A razão para Mercy ser um vampiro
Analisado
posteriormente, foi declarado que o corpo de Mercy tinha sido
armazenado acima do solo em temperaturas congelantes, para que fosse
enterrada quando a terra descongelasse.
A
condição manteve o corpo intacto, como se este tivesse sido armazenado
em um freezer. Isso não explica o crescimento do cabelo e das unhas nem o
movimento do corpo dentro do caixão, mas tais acontecimentos não foram
confirmados, podendo ser parte das histórias e boatos de Exeter.
No
início do século 20, a tuberculose foi devidamente compreendida e
tratada, havendo melhorias na higiene e na nutrição das pessoas.

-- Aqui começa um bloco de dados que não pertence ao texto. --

use annotation::Scanner;
use harness::{
    default_runner, discover, ErrorReason, HarnessConfig, Outcome, OutcomeClass, RunSummary,
    Scheduler, SetupOutcome, SystemRunner,
};
use serial_test::serial;
use std::path::{Path, PathBuf};
use std::sync::Arc;
use std::time::{Duration, Instant};
use tokio_util::sync::CancellationToken;

const SUITE: &str = r#"#!/bin/sh
# !theo
# configuration:
#   shell: true
#   setup: echo 'echo "$1"' > echo.sh
#   environment: GREETING=hello
#   volatile: scratch.txt
#
# tests:
#   - name: Seven
#     run: sh echo.sh 7
#     output: 7
#   - name: Eight
#     run: sh echo.sh 8
#     output: 9
#   - name: Greets
#     run: echo "$GREETING"
#     output: hello
#   - name: Exits
#     run: exit 3
#     output: ""
#     exit: 3
#   - name: Reads
#     run: cat
#     input: abc
#     output: abc
#   - name: Scratch
#     run: test ! -e scratch.txt && touch scratch.txt && echo fresh
#     output: fresh
# !theo
"#;

fn write(dir: &Path, name: &str, text: &str) -> PathBuf {
    let path = dir.join(name);
    std::fs::write(&path, text).unwrap();
    path
}

async fn run(paths: &[PathBuf], config: HarnessConfig) -> RunSummary {
    let discovery = discover(paths, &Scanner::new());
    let runner = default_runner(&config);
    Scheduler::new(runner, config)
        .run(discovery, &CancellationToken::new())
        .await
}

fn outcome<'a>(summary: &'a RunSummary, name: &str) -> &'a Outcome {
    &summary
        .reports
        .iter()
        .flat_map(|r| &r.results)
        .find(|r| r.test.name == name)
        .unwrap()
        .outcome
}

#[tokio::test]
async fn test_real_processes_end_to_end() {
    let dir = tempfile::tempdir().unwrap();
    let path = write(dir.path(), "suite.sh", SUITE);

    let summary = run(&[path], HarnessConfig::default().with_timeout_secs(30)).await;

    assert_eq!(summary.reports.len(), 1);
    assert_eq!(summary.reports[0].setup, SetupOutcome::Success);
    assert!(outcome(&summary, "Seven").is_pass());
    assert_eq!(outcome(&summary, "Eight").class(), OutcomeClass::Fail);
    assert!(outcome(&summary, "Greets").is_pass());
    assert!(outcome(&summary, "Exits").is_pass());
    assert!(outcome(&summary, "Reads").is_pass());
    assert!(outcome(&summary, "Scratch").is_pass());
    assert!(!dir.path().join("scratch.txt").exists());

    assert_eq!(summary.tally.total, 6);
    assert_eq!(summary.tally.passed, 5);
    assert_eq!(summary.tally.failed, 1);
    assert_eq!(summary.exit_code(), 1);
}

#[tokio::test]
async fn test_results_keep_declaration_order() {
    let dir = tempfile::tempdir().unwrap();
    let path = write(dir.path(), "suite.sh", SUITE);

    let summary = run(&[path], HarnessConfig::default()).await;

    let results = &summary.reports[0].results;
    let names: Vec<_> = results.iter().map(|r| r.test.name.as_str()).collect();
    assert_eq!(names, ["Seven", "Eight", "Greets", "Exits", "Reads", "Scratch"]);
    assert!(results
        .windows(2)
        .all(|pair| pair[0].started_at <= pair[1].started_at));
}

#[tokio::test]
async fn test_setup_failure_runs_no_tests() {
    let dir = tempfile::tempdir().unwrap();
    let path = write(
        dir.path(),
        "broken_setup.sh",
        "# !theo\n# configuration:\n#   setup: sh -c 'exit 2'\n# tests:\n#   - name: A\n#     run: touch ran.txt\n#     output: \"\"\n# !theo\n",
    );

    let summary = run(&[path], HarnessConfig::default()).await;

    assert!(summary.reports[0].setup.is_failed());
    assert_eq!(
        outcome(&summary, "A"),
        &Outcome::Error(ErrorReason::SetupFailed)
    );
    assert!(!dir.path().join("ran.txt").exists());
    assert_eq!(summary.tally.setup_failures, 1);
    assert_eq!(summary.exit_code(), 1);
}

#[tokio::test]
async fn test_missing_memory_checker_is_tool_unavailable() {
    let dir = tempfile::tempdir().unwrap();
    let path = write(
        dir.path(),
        "leaky.c",
        "/*\n * !theo\n * configuration:\n *   setup: touch built.txt\n *   valgrind: true\n * tests:\n *   - name: A\n *     run: echo 7\n *     output: 7\n * !theo\n */\n",
    );
    let config = HarnessConfig::default().with_memcheck_tool("theo-missing-memory-checker");

    let summary = run(&[path.clone()], config.clone()).await;

    assert_eq!(
        outcome(&summary, "A"),
        &Outcome::Error(ErrorReason::ToolUnavailable {
            tool: "theo-missing-memory-checker".into()
        })
    );
    assert_eq!(summary.reports[0].setup, SetupOutcome::Skipped);
    assert!(!dir.path().join("built.txt").exists());
    assert_eq!(summary.exit_code(), 1);

    // Turning memory checking off at the harness level runs the tests plainly.
    let summary = run(&[path], config.with_memory_check(false)).await;
    assert!(outcome(&summary, "A").is_pass());
    assert!(dir.path().join("built.txt").exists());
    assert_eq!(summary.exit_code(), 0);
}

/// Stands in for valgrind: writes one leak to the XML report, then runs the program.
const FAKE_CHECKER: &str = r#"#!/bin/sh
for arg in "$@"; do
  case "$arg" in
    --xml-file=*) xml="${arg#--xml-file=}" ;;
  esac
done
while [ $# -gt 0 ]; do
  case "$1" in
    --*) shift ;;
    *) break ;;
  esac
done
cat > "$xml" <<'XML'
<?xml version="1.0"?>
<valgrindoutput>
  <tool>memcheck</tool>
  <error>
    <unique>0x0</unique>
    <kind>Leak_DefinitelyLost</kind>
    <xwhat><text>8 bytes in 1 blocks are definitely lost in loss record 1 of 1</text></xwhat>
    <stack><frame><fn>leak</fn><file>leaky.c</file><line>4</line></frame></stack>
  </error>
</valgrindoutput>
XML
exec "$@"
"#;

#[cfg(unix)]
#[tokio::test]
async fn test_memory_checker_wraps_real_process() {
    use std::os::unix::fs::PermissionsExt;

    let dir = tempfile::tempdir().unwrap();
    let checker = write(dir.path(), "fake-valgrind", FAKE_CHECKER);
    std::fs::set_permissions(&checker, std::fs::Permissions::from_mode(0o755)).unwrap();
    let path = write(
        dir.path(),
        "leaky.c",
        "/*\n * !theo\n * configuration:\n *   valgrind: true\n * tests:\n *   - name: Leaks\n *     run: echo 7\n *     output: 7\n * !theo\n */\n",
    );
    let config = HarnessConfig::default().with_memcheck_tool(checker.display().to_string());

    let summary = run(&[path], config).await;

    let result = &summary.reports[0].results[0];
    assert_eq!(result.outcome.class(), OutcomeClass::MemoryError);
    assert_eq!(result.actual_output, "7\n");
    let Outcome::MemoryError(report) = &result.outcome else {
        unreachable!()
    };
    assert_eq!(report.defects[0].kind, "Leak_DefinitelyLost");

    let saved = report.saved_to.clone().unwrap();
    assert_eq!(saved, dir.path().join("Leaks.valgrind"));
    assert!(std::fs::read_to_string(saved).unwrap().contains("<fn>leak</fn>"));
    assert_eq!(summary.tally.memory_errored, 1);
    assert_eq!(summary.exit_code(), 1);
}

#[tokio::test]
async fn test_malformed_block_exits_with_two() {
    let dir = tempfile::tempdir().unwrap();
    write(
        dir.path(),
        "a.py",
        "# !theo\n# tests:\n#   - name: A\n#     run: echo 1\n#     output: 1\n#   - name: A\n#     run: echo 2\n#     output: 2\n# !theo\n",
    );
    write(
        dir.path(),
        "b.py",
        "# !theo\n# tests:\n#   - name: B\n#     run: echo 1\n#     output: 2\n# !theo\n",
    );

    let summary = run(&[dir.path().to_path_buf()], HarnessConfig::default()).await;

    assert_eq!(summary.diagnostics.len(), 1);
    assert!(summary.diagnostics[0].message.contains("duplicate"));
    assert_eq!(summary.tally.failed, 1);
    assert_eq!(summary.exit_code(), 2);
}

#[cfg(unix)]
fn is_running(pid: i32) -> bool {
    use nix::sys::signal::kill;
    use nix::unistd::Pid;

    if kill(Pid::from_raw(pid), None).is_err() {
        return false;
    }
    // An unreaped zombie still accepts signal 0.
    match std::fs::read_to_string(format!("/proc/{}/stat", pid)) {
        Ok(stat) => stat
            .rsplit_once(')')
            .and_then(|(_, rest)| rest.split_whitespace().next())
            .is_some_and(|state| state != "Z" && state != "X"),
        Err(_) => !Path::new("/proc").exists(),
    }
}

#[cfg(unix)]
#[tokio::test]
#[serial]
async fn test_timeout_kills_the_whole_process_group() {
    let dir = tempfile::tempdir().unwrap();
    let path = write(
        dir.path(),
        "hang.sh",
        "# !theo\n# configuration:\n#   shell: true\n# tests:\n#   - name: Hangs\n#     run: sleep 30 & echo $! > bg.pid; wait\n#     output: \"\"\n#     timeout: 1\n# !theo\n",
    );

    let started = Instant::now();
    let discovery = discover(&[path], &Scanner::new());
    let summary = Scheduler::new(Arc::new(SystemRunner::new()), HarnessConfig::default())
        .run(discovery, &CancellationToken::new())
        .await;

    assert!(started.elapsed() < Duration::from_secs(15));
    assert_eq!(
        outcome(&summary, "Hangs"),
        &Outcome::Error(ErrorReason::Timeout { timeout_ms: 1000 })
    );

    let pid: i32 = std::fs::read_to_string(dir.path().join("bg.pid"))
        .unwrap()
        .trim()
        .parse()
        .unwrap();
    let deadline = Instant::now() + Duration::from_secs(5);
    while is_running(pid) && Instant::now() < deadline {
        tokio::time::sleep(Duration::from_millis(50)).await;
    }
    assert!(!is_running(pid), "background child {} survived the timeout", pid);
}

#[cfg(unix)]
#[tokio::test]
#[serial]
async fn test_cancellation_stops_running_tests() {
    let dir = tempfile::tempdir().unwrap();
    let path = write(
        dir.path(),
        "slow.sh",
        "# !theo\n# tests:\n#   - name: Slow\n#     run: sleep 30\n#     output: \"\"\n#   - name: Never\n#     run: echo 1\n#     output: 1\n# !theo\n",
    );

    let cancel = CancellationToken::new();
    let trigger = cancel.clone();
    tokio::spawn(async move {
        tokio::time::sleep(Duration::from_millis(300)).await;
        trigger.cancel();
    });

    let started = Instant::now();
    let discovery = discover(&[path], &Scanner::new());
    let summary = Scheduler::new(Arc::new(SystemRunner::new()), HarnessConfig::default())
        .run(discovery, &cancel)
        .await;

    assert!(started.elapsed() < Duration::from_secs(15));
    assert!(summary.cancelled);
    assert_eq!(outcome(&summary, "Slow"), &Outcome::Error(ErrorReason::Cancelled));
    assert_eq!(outcome(&summary, "Never"), &Outcome::Error(ErrorReason::Cancelled));
}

A
ligação entre a doença e o vampirismo foi lentamente se dissipando, mas
Mercy Brown permanece na memória de todos.
O
cadáver foi enterrado em um cemitério local, sem fígado e sem coração, e
atraí turistas ao local, curiosos para conhecer a história da vampira.
Cultura popular
A
história da vampira de Exeter se espalhou com tamanha forma que
inspirou vários autores, como a escritora Caitlín R. Kiernan, em sua
história “So Runs the World Away”.
Grandes autores como Bram Stoker(Dracula) e
H.P. Lovecraft( The Call of Ctullhu) teriam tomado conhecimento da
história de Mercy por meio de jornais da época, o que serviu de
inspiração para histórias e personagens.
A
escritora Sarah L. Thomson também se inspirou na história dos Brown
para escrever seu romance adulto, de nome Mercy: O último vampiro de New
England. O podcast Lore também fez uso da história
de Mercy em seu primeiro episódio, tornando-se posteriormente uma série
de tv, que também contou em seu primeiro episódio a história da vampira.